# TASK STATEMENT
Among the lines below, copy exactly those from the one with "the selected area" through the one with "or bad form", counting both ends.

# EXERCISE DATA
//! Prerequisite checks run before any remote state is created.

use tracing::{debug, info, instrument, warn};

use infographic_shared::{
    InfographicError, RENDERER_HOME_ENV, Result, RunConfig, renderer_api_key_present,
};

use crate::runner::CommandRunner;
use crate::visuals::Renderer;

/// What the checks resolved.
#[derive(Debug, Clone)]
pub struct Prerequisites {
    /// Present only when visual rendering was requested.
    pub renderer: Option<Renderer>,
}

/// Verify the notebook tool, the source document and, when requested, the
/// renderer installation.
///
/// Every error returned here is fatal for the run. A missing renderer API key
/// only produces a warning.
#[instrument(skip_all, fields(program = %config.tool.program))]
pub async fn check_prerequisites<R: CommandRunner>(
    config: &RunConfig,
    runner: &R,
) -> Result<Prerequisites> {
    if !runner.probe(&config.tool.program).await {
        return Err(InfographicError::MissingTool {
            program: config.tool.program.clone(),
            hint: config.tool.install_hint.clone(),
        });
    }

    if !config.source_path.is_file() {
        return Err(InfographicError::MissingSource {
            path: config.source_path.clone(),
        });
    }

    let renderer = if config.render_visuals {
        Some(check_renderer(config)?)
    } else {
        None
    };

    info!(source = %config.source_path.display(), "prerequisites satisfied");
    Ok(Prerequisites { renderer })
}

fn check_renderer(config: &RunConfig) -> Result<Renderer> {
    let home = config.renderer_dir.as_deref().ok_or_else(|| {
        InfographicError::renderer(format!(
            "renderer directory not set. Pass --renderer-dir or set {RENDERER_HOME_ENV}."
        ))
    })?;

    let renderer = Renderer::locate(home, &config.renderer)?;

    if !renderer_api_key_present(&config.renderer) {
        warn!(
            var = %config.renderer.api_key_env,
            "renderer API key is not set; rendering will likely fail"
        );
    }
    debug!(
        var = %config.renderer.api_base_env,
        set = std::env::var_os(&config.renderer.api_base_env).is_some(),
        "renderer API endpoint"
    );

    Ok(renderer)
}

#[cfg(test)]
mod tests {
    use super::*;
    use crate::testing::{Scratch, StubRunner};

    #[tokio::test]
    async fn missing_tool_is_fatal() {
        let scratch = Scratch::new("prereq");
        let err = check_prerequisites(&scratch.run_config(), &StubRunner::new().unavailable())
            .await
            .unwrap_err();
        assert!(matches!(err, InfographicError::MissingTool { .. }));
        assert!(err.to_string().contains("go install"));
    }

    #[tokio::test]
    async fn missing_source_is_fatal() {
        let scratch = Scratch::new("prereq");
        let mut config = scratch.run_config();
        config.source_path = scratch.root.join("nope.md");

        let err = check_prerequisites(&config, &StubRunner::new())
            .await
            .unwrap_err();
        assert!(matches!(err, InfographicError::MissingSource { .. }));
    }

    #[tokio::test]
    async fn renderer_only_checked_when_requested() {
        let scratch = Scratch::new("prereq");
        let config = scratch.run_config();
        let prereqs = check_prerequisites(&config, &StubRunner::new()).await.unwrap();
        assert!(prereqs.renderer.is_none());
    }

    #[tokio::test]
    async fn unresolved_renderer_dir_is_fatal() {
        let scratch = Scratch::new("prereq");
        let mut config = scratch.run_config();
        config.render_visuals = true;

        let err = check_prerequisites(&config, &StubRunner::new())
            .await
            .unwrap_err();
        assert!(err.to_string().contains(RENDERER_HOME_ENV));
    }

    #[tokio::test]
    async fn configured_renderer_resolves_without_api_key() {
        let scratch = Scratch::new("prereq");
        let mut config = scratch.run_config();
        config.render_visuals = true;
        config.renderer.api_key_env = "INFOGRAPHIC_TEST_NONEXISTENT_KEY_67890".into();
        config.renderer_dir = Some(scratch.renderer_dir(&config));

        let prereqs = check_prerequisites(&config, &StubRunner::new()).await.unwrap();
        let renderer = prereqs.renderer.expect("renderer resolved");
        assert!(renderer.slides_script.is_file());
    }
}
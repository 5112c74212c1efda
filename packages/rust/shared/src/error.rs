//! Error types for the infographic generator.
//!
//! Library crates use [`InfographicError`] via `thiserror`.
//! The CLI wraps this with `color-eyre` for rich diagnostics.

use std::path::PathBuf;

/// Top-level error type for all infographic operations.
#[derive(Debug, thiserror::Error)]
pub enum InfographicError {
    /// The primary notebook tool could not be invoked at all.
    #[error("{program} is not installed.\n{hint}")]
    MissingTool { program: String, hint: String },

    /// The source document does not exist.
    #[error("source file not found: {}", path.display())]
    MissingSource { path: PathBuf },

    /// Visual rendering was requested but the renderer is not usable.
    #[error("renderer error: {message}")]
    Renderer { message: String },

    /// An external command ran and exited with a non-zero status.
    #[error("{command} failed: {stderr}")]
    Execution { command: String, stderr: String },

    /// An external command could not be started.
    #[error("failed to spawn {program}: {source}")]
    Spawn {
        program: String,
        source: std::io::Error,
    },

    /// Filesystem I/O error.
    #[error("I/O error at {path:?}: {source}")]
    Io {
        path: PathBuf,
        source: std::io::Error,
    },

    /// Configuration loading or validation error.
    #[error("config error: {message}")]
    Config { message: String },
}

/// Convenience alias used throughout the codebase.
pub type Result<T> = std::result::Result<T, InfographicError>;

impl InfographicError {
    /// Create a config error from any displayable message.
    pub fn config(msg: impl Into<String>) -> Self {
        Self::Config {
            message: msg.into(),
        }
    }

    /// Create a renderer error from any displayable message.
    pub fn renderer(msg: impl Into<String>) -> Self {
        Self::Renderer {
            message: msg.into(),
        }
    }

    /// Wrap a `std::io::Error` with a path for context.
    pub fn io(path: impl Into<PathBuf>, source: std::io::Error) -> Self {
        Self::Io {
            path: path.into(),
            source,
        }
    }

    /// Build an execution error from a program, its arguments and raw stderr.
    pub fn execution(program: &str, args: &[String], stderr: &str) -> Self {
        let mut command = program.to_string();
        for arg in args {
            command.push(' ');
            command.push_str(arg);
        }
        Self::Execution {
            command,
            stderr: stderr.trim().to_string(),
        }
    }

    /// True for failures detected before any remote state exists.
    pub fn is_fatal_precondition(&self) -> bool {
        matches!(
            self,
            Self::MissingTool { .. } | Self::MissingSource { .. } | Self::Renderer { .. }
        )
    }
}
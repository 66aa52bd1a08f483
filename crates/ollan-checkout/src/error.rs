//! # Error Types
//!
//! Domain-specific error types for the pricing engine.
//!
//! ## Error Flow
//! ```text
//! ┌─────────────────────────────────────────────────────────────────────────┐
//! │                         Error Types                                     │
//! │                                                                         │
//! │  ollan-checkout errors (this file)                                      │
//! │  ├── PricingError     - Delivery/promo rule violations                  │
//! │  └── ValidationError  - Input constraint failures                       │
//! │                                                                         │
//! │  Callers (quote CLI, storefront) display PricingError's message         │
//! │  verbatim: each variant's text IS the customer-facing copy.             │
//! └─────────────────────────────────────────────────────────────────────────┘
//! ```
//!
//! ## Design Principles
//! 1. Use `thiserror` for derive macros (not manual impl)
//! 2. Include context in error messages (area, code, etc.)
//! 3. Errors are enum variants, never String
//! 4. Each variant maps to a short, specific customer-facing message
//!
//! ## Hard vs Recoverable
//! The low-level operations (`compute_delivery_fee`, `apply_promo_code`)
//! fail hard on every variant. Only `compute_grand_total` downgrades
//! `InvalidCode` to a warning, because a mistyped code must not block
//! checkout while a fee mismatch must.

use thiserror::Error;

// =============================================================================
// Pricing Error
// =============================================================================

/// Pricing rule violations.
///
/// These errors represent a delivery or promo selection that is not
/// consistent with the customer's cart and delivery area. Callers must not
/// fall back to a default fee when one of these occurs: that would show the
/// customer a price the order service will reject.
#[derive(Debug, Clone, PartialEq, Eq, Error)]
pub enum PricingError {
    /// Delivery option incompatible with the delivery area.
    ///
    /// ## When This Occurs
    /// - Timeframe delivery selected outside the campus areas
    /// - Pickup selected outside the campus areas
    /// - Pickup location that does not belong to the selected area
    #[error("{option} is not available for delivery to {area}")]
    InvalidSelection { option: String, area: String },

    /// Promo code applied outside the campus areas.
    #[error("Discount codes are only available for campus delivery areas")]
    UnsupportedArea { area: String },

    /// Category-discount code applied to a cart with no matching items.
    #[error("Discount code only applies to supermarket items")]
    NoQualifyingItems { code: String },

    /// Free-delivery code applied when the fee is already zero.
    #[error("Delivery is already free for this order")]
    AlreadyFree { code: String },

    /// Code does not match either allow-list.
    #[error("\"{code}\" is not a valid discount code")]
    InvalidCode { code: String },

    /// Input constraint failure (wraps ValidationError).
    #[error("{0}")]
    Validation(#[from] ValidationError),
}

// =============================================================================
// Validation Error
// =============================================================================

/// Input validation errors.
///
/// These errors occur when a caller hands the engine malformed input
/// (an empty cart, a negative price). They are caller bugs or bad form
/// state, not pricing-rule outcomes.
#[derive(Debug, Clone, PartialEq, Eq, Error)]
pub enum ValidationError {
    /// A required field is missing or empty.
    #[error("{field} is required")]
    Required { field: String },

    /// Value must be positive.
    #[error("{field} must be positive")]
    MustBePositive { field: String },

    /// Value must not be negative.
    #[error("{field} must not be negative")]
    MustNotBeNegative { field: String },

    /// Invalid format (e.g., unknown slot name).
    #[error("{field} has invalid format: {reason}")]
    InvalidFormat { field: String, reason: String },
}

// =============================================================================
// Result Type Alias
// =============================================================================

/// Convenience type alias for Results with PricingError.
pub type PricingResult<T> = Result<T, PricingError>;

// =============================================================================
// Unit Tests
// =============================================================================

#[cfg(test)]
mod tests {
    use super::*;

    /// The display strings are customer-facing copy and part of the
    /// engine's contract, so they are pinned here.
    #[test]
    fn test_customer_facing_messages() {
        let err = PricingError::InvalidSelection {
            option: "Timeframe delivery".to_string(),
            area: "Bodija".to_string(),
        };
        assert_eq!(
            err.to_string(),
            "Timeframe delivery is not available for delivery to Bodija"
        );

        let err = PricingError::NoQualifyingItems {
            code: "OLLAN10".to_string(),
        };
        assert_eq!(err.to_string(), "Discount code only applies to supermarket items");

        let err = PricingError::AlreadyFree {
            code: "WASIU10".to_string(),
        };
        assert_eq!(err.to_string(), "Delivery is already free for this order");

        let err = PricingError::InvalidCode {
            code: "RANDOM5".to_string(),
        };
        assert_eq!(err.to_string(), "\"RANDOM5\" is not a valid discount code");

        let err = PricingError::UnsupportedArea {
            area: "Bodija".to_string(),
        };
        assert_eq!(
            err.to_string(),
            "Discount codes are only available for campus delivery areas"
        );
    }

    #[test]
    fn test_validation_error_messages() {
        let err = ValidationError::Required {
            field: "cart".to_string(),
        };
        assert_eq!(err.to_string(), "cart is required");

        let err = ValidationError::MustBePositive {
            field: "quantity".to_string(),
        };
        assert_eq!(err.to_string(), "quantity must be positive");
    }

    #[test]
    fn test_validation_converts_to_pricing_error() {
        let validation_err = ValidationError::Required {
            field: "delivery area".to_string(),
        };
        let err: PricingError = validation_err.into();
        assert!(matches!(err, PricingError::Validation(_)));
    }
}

# FINISHED TASK
    /// - Pickup location that does not belong to the selected area
    #[error("{option} is not available for delivery to {area}")]
    InvalidSelection { option: String, area: String },

    /// Promo code applied outside the campus areas.
    #[error("Discount codes are only available for campus delivery areas")]
    UnsupportedArea { area: String },

    /// Category-discount code applied to a cart with no matching items.
    #[error("Discount code only applies to supermarket items")]
    NoQualifyingItems { code: String },

    /// Free-delivery code applied when the fee is already zero.
    #[error("Delivery is already free for this order")]
    AlreadyFree { code: String },

    /// Code does not match either allow-list.
    #[error("\"{code}\" is not a valid discount code")]
    InvalidCode { code: String },

    /// Input constraint failure (wraps ValidationError).
    #[error("{0}")]
    Validation(#[from] ValidationError),
}

// =============================================================================
// Validation Error
// =============================================================================

/// Input validation errors.
///
/// These errors occur when a caller hands the engine malformed input
/// (an empty cart, a negative price). They are caller bugs or bad form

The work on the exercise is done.